Now other disciplines have approached Galaxy Zoo to find out how they can use the approach.
Gene Wikis
Astronomy is just one of many disciplines being reshaped by a data explosion. Bioscientists have found that decoding entire genomes also meant cultural shifts for their profession. Again, persuading professors to take the time to share proved to be a challenge.
A case in point is a project to create a genetic road map using the same wiki platform that supports Wikipedia.
It started under the name of GenMAPP, or Gene Map Annotator and Pathway Profiler. Participation rates were low at first because researchers had little incentive to format their findings and add them to the project. Tenure decisions are made by the number of articles published, not the amount of helpful material placed online. “The academic system is not set up to reward the sharing of the most usable aspects of the data,” said Alexander Pico, bioinformatics group leader and software engineer at the Gladstone Institute of Cardiovascular Disease.
In 2007, Mr. Pico, a developer for GenMAPP, and his colleagues added an easy-to-edit Wiki to the project (making it less time-consuming to participate) and allowed researchers to mark their gene pathways as private until they had published their findings in academic journals (alleviating concerns that they would be pre-empting their published research). Since then, participation has grown quickly, in part because more researchers—and even some pharmaceutical companies—are realizing that genetic information is truly useful only when aggregated.
“There’s a sort of a call to action in the biology community right now toward sharing data in usable formats and usable ways,” says Mr. Pico. But he admits some in the field are still skeptical that sharing will become the norm.
Another gush of data is happening deep in the Pacific Ocean, as a series of thousands of sensors strung along an underwater fiber-optic cable, along with new self-guided mobile sensors that can beam back data, promises to make oceanography the next field to embrace the data revolution and a crowd approach.
Mr. Lazowska, the computer scientist at the University of Washington who focuses on data-driven science, says that at the moment oceanography is “expeditional,” meaning that data are hard to come by because only a few organizations can afford the equipment to probe the depths.
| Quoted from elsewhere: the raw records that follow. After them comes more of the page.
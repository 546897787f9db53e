//! The [`Snapshot`] produced by one Scheduler tick.

use chrono::{DateTime, Utc};
use serde::{Deserialize, Serialize};

use crate::token::Token;

/// An ordered, immutable list of canonical [`Token`]s.
///
/// Sorted by `volume_24h` descending and truncated to `max_tokens` by the
/// Merger before the Scheduler writes it. Replaced wholesale on each
/// successful tick; never mutated in place.
#[derive(Debug, Clone, PartialEq, Serialize, Deserialize)]
pub struct Snapshot {
    /// Tokens in publication order.
    pub tokens: Vec<Token>,
    /// Instant this snapshot was produced.
    pub produced_at: DateTime<Utc>,
}

impl Snapshot {
    /// Wrap a pre-sorted, pre-truncated token list produced at `produced_at`.
    #[must_use]
    pub fn new(tokens: Vec<Token>, produced_at: DateTime<Utc>) -> Self {
        Self {
            tokens,
            produced_at,
        }
    }

    /// Case-insensitive lookup by address.
    #[must_use]
    pub fn find(&self, address: &str) -> Option<&Token> {
        let needle = address.to_lowercase();
        self.tokens.iter().find(|t| t.address == needle)
    }

    /// Number of tokens in this snapshot.
    #[must_use]
    pub fn len(&self) -> usize {
        self.tokens.len()
    }

    /// Whether this snapshot carries no tokens.
    #[must_use]
    pub fn is_empty(&self) -> bool {
        self.tokens.is_empty()
    }
}
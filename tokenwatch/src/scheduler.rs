//! Periodic tick: fan out to Upstream Adapters, merge, snapshot, diff, broadcast.

use std::sync::Arc;
use std::time::Duration;

use tokenwatch_core::{StreamHandle, merge, normalize};
use tokenwatch_middleware::{SnapshotStore, retry};
use tokenwatch_types::{AggError, RetryConfig, Snapshot, Token};
use tokio::sync::{Mutex, oneshot};
use tokio::time::MissedTickBehavior;

use crate::adapters::UpstreamAdapter;
use crate::broadcaster::Broadcaster;
use crate::change_detector;

const STARTUP_DELAY: Duration = Duration::from_secs(1);

/// Drives the periodic tick described in §4.6.
///
/// Owns no network or cache state itself; each tick fans out to the
/// supplied adapters, merges their results, and coordinates the Snapshot
/// Store, Change Detector, and Broadcaster. Ticks are single-flight: if a
/// tick is still running when the next one is due, the next one is skipped.
pub struct Scheduler {
    adapters: Vec<Arc<dyn UpstreamAdapter>>,
    retry_config: RetryConfig,
    store: Arc<SnapshotStore>,
    broadcaster: Arc<Broadcaster>,
    update_interval: Duration,
    max_tokens: usize,
    previous: Mutex<Option<Snapshot>>,
}

impl Scheduler {
    #[must_use]
    pub fn new(
        adapters: Vec<Arc<dyn UpstreamAdapter>>,
        retry_config: RetryConfig,
        store: Arc<SnapshotStore>,
        broadcaster: Arc<Broadcaster>,
        update_interval: Duration,
        max_tokens: usize,
    ) -> Self {
        Self {
            adapters,
            retry_config,
            store,
            broadcaster,
            update_interval,
            max_tokens,
            previous: Mutex::new(None),
        }
    }

    /// Spawn the periodic loop. The returned [`StreamHandle`] gracefully stops
    /// the loop before its next tick (completing any tick already in flight)
    /// when [`stop`](StreamHandle::stop) is called or the handle is dropped.
    pub fn spawn(self: Arc<Self>) -> StreamHandle {
        let (stop_tx, mut stop_rx) = oneshot::channel();
        let handle = tokio::spawn(async move {
            tokio::time::sleep(STARTUP_DELAY).await;
            let mut interval = tokio::time::interval(self.update_interval);
            interval.set_missed_tick_behavior(MissedTickBehavior::Skip);
            loop {
                tokio::select! {
                    _ = &mut stop_rx => break,
                    _ = interval.tick() => {
                        self.run_tick().await;
                    }
                }
            }
        });
        StreamHandle::new(handle, stop_tx)
    }

    /// Run exactly one tick: fetch, merge, snapshot, detect, broadcast.
    pub async fn run_tick(&self) {
        let results = self.fetch_all().await;

        let successful: Vec<Vec<Token>> = results.iter().filter_map(|r| r.as_ref().ok().cloned()).collect();
        let failed: Vec<String> = results
            .iter()
            .filter_map(|r| r.as_ref().err().map(|e| e.to_string()))
            .collect();

        if successful.is_empty() {
            let _all_failed = AggError::AllUpstreamsFailed(failed);
            #[cfg(feature = "tracing")]
            tracing::error!(error = %_all_failed, "all upstreams failed this tick, snapshot not replaced");
            return;
        }

        if !failed.is_empty() {
            let _partial = AggError::PartialFailure {
                successful: successful.len(),
                failed: failed.len(),
                attempted: successful.len() + failed.len(),
                details: failed,
            };
            #[cfg(feature = "tracing")]
            tracing::warn!(error = %_partial, "tick produced a snapshot from a subset of upstreams");
        }

        let normalized: Vec<Vec<Token>> = successful.into_iter().map(normalize).collect();
        let tokens = merge(normalized, self.max_tokens);
        let snapshot = Snapshot::new(tokens, chrono::Utc::now());

        if let Err(_err) = self.store.put(&snapshot).await {
            #[cfg(feature = "tracing")]
            tracing::error!(error = %_err, "snapshot store put failed, tick aborted, previous snapshot remains authoritative");
            return;
        }

        let mut previous_guard = self.previous.lock().await;
        let events = change_detector::detect(previous_guard.as_ref(), &snapshot);
        self.broadcaster.broadcast(&events);
        *previous_guard = Some(snapshot);
    }

    async fn fetch_all(&self) -> Vec<Result<Vec<Token>, AggError>> {
        let futures = self.adapters.iter().map(|adapter| {
            let adapter = Arc::clone(adapter);
            let retry_config = self.retry_config;
            async move {
                retry(retry_config, move || {
                    let adapter = Arc::clone(&adapter);
                    async move { adapter.fetch_once().await }
                })
                .await
            }
        });
        futures::future::join_all(futures).await
    }
}

#[cfg(test)]
mod tests {
    use std::collections::BTreeSet;
    use std::sync::atomic::{AtomicUsize, Ordering};

    use async_trait::async_trait;
    use chrono::Utc;
    use tokenwatch_types::UpstreamTag;

    use super::*;
    use crate::test_support::InMemoryCacheBackend;

    struct StaticAdapter {
        tag: &'static str,
        token: Token,
    }

    #[async_trait]
    impl UpstreamAdapter for StaticAdapter {
        fn tag(&self) -> &str {
            self.tag
        }

        async fn fetch_once(&self) -> Result<Vec<Token>, AggError> {
            Ok(vec![self.token.clone()])
        }
    }

    struct AlwaysFailingAdapter {
        tag: &'static str,
    }

    #[async_trait]
    impl UpstreamAdapter for AlwaysFailingAdapter {
        fn tag(&self) -> &str {
            self.tag
        }

        async fn fetch_once(&self) -> Result<Vec<Token>, AggError> {
            Err(AggError::transport(self.tag, "down"))
        }
    }

    fn sample_token(address: &str, tag: &str) -> Token {
        Token {
            address: address.to_string(),
            name: "name".to_string(),
            ticker: "TKR".to_string(),
            price: rust_decimal::Decimal::ONE,
            change_1h: rust_decimal::Decimal::ZERO,
            change_6h: rust_decimal::Decimal::ZERO,
            change_24h: rust_decimal::Decimal::ZERO,
            change_pct_24h: rust_decimal::Decimal::ZERO,
            market_cap: rust_decimal::Decimal::ZERO,
            market_cap_change_24h: rust_decimal::Decimal::ZERO,
            market_cap_change_pct_24h: rust_decimal::Decimal::ZERO,
            volume_24h: rust_decimal::Decimal::from(100),
            high_24h: rust_decimal::Decimal::ZERO,
            low_24h: rust_decimal::Decimal::ZERO,
            circulating_supply: rust_decimal::Decimal::ZERO,
            total_supply: rust_decimal::Decimal::ZERO,
            liquidity: rust_decimal::Decimal::ZERO,
            transaction_count_24h: 0,
            dex: String::new(),
            dex_url: String::new(),
            ath: rust_decimal::Decimal::ZERO,
            ath_change_pct: rust_decimal::Decimal::ZERO,
            ath_date: None,
            atl: rust_decimal::Decimal::ZERO,
            atl_change_pct: rust_decimal::Decimal::ZERO,
            atl_date: None,
            roi: None,
            sources: BTreeSet::from([UpstreamTag::new(tag)]),
            rank: None,
            image: None,
            last_updated: Utc::now(),
            is_merged: false,
        }
    }

    fn scheduler_with(adapters: Vec<Arc<dyn UpstreamAdapter>>) -> Scheduler {
        Scheduler::new(
            adapters,
            RetryConfig {
                max_attempts: 1,
                base_delay: Duration::from_millis(1),
            },
            Arc::new(SnapshotStore::new(Arc::new(InMemoryCacheBackend::new()), 100)),
            Arc::new(Broadcaster::new()),
            Duration::from_secs(10),
            1000,
        )
    }

    #[tokio::test]
    async fn zero_successful_upstreams_aborts_the_tick() {
        let scheduler = scheduler_with(vec![Arc::new(AlwaysFailingAdapter { tag: "dex" })]);
        scheduler.run_tick().await;
        assert!(scheduler.store.get().await.unwrap().is_none());
    }

    #[tokio::test]
    async fn partial_failure_still_produces_a_snapshot() {
        let scheduler = scheduler_with(vec![
            Arc::new(StaticAdapter {
                tag: "dex",
                token: sample_token("0xabc", "dex"),
            }),
            Arc::new(AlwaysFailingAdapter { tag: "market" }),
        ]);
        scheduler.run_tick().await;
        let snapshot = scheduler.store.get().await.unwrap().unwrap();
        assert_eq!(snapshot.tokens.len(), 1);
    }

    #[tokio::test]
    async fn successful_tick_writes_snapshot_and_updates_previous() {
        let calls = AtomicUsize::new(0);
        let scheduler = scheduler_with(vec![Arc::new(StaticAdapter {
            tag: "dex",
            token: sample_token("0xabc", "dex"),
        })]);
        scheduler.run_tick().await;
        let _ = calls.fetch_add(1, Ordering::SeqCst);
        let snapshot = scheduler.store.get().await.unwrap();
        assert!(snapshot.is_some());
    }
}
But new technologies, like those mobile sensors, promise to pipe in more data than scientists can manage without a shared database, like what the Sloan project did for astronomy.
“In oceanography the individual investigator tends to be king or queen—it’s individual papers that really determine how one proceeds in the field,” said John Orcutt, a professor of geophysics at the Scripps Institution of Oceanography at the University of California at San Diego. “Generally there haven’t been big data undertakings in the past, but there are many pressures now that are forcing that change, and I believe we’re moving toward a different sort of world.”
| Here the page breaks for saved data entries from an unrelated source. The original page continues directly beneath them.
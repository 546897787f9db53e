//! Rate limiting, retry, and cache-backed snapshot storage.
//!
//! These three components sit between the Upstream Adapters and the
//! Scheduler: the [`RateLimiter`] gates outbound calls, [`retry`] wraps a
//! single adapter call with exponential backoff, and [`SnapshotStore`]
//! persists the merged [`tokenwatch_types::Snapshot`] the Scheduler produces
//! each tick.

mod cache;
mod rate_limiter;
mod retry;

pub use crate::cache::{CacheBackend, MokaBackend, SnapshotStore};
pub use crate::rate_limiter::RateLimiter;
pub use crate::retry::retry;
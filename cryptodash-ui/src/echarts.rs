//! ECharts bindings
//!
//! Minimal surface of the global `echarts` object loaded from index.html, plus
//! the two formatter callbacks the chart options cannot carry as JSON.

use chrono::{DateTime, Utc};
use cryptodash::view::{gauge_label, price_tooltip};
use cryptodash::ChartKind;
use js_sys::{Array, Reflect};
use serde_json::Value;
use wasm_bindgen::prelude::*;

#[wasm_bindgen]
extern "C" {
    /// A chart instance bound to one DOM element
    pub type EChartsInstance;

    #[wasm_bindgen(js_namespace = echarts, js_name = init)]
    fn init_raw(dom: &web_sys::Element, theme: &JsValue) -> EChartsInstance;

    #[wasm_bindgen(method, js_name = setOption)]
    pub fn set_option(this: &EChartsInstance, option: &JsValue);

    #[wasm_bindgen(method)]
    pub fn resize(this: &EChartsInstance);
}

/// No named theme; colours and the transparent background come from the
/// chart options
const THEME: JsValue = JsValue::UNDEFINED;

/// Create a chart on `dom` with the default ECharts theme
pub fn init(dom: &web_sys::Element) -> EChartsInstance {
    init_raw(dom, &THEME)
}

/// A chart instance owned by the web surface
pub struct Chart {
    instance: EChartsInstance,
}

impl Chart {
    pub fn new(dom: &web_sys::Element) -> Self {
        Self { instance: init(dom) }
    }

    /// Merge `option` into the chart, attaching formatter callbacks first
    pub fn apply(&self, kind: ChartKind, option: &Value) -> Result<(), JsValue> {
        let js_option = js_sys::JSON::parse(&option.to_string())?;

        match kind {
            ChartKind::SentimentGauge => {
                // Value-only updates carry no axis label to format
                if option["series"][0].get("axisLabel").is_some() {
                    let label = series_path(&js_option, "axisLabel")?;
                    let formatter = gauge_label_formatter();
                    Reflect::set(&label, &"formatter".into(), &formatter)?;
                }
            }
            ChartKind::Price => {
                let tooltip = Reflect::get(&js_option, &"tooltip".into())?;
                if tooltip.is_object() {
                    let formatter = price_tooltip_formatter();
                    Reflect::set(&tooltip, &"formatter".into(), &formatter)?;
                }
            }
        }

        self.instance.set_option(&js_option);
        Ok(())
    }

    pub fn resize(&self) {
        self.instance.resize();
    }
}

fn series_path(option: &JsValue, key: &str) -> Result<JsValue, JsValue> {
    let series = Reflect::get(option, &"series".into())?;
    let first = Reflect::get(&series, &JsValue::from(0))?;
    Reflect::get(&first, &key.into())
}

// Closures are handed to the JS garbage collector with into_js_value

/// Gauge axis labels: only the five named positions get text
fn gauge_label_formatter() -> JsValue {
    Closure::<dyn Fn(f64) -> String>::new(|value: f64| gauge_label(value).to_string())
        .into_js_value()
}

/// Axis tooltip: local timestamp and grouped price of the hovered point
fn price_tooltip_formatter() -> JsValue {
    Closure::<dyn Fn(JsValue) -> String>::new(|params: JsValue| {
        tooltip_text(&params).unwrap_or_default()
    })
    .into_js_value()
}

fn tooltip_text(params: &JsValue) -> Option<String> {
    let first = if Array::is_array(params) {
        Array::from(params).get(0)
    } else {
        params.clone()
    };
    let value = Array::from(&Reflect::get(&first, &"value".into()).ok()?);

    let time = value.get(0).as_string()?;
    let time = DateTime::parse_from_rfc3339(&time).ok()?.with_timezone(&Utc);
    let price = value.get(1).as_f64()?;

    Some(price_tooltip(time, price))
}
Major issues remain unresolved. As data continue to grow at an ever-more-rapid pace, more efficient ways to store and process the information will be needed. Computer algorithms will play an increasing role, too, so that robot scientists can do some classifying, perhaps checked by human volunteers.
Mr. Szalay spends much of his time trying to build faster servers to handle all that telescope data.
He’s involved with a new project, the National Virtual Observatory, which will link many large telescope data sets that have emerged in recent years.
And he is focused on training the next generation of astronomers to become card-carrying computer scientists—to learn as much about mapping data as mapping the heavens. They will need such training, he argues, to master a new paradigm of science and answer the universe’s biggest questions.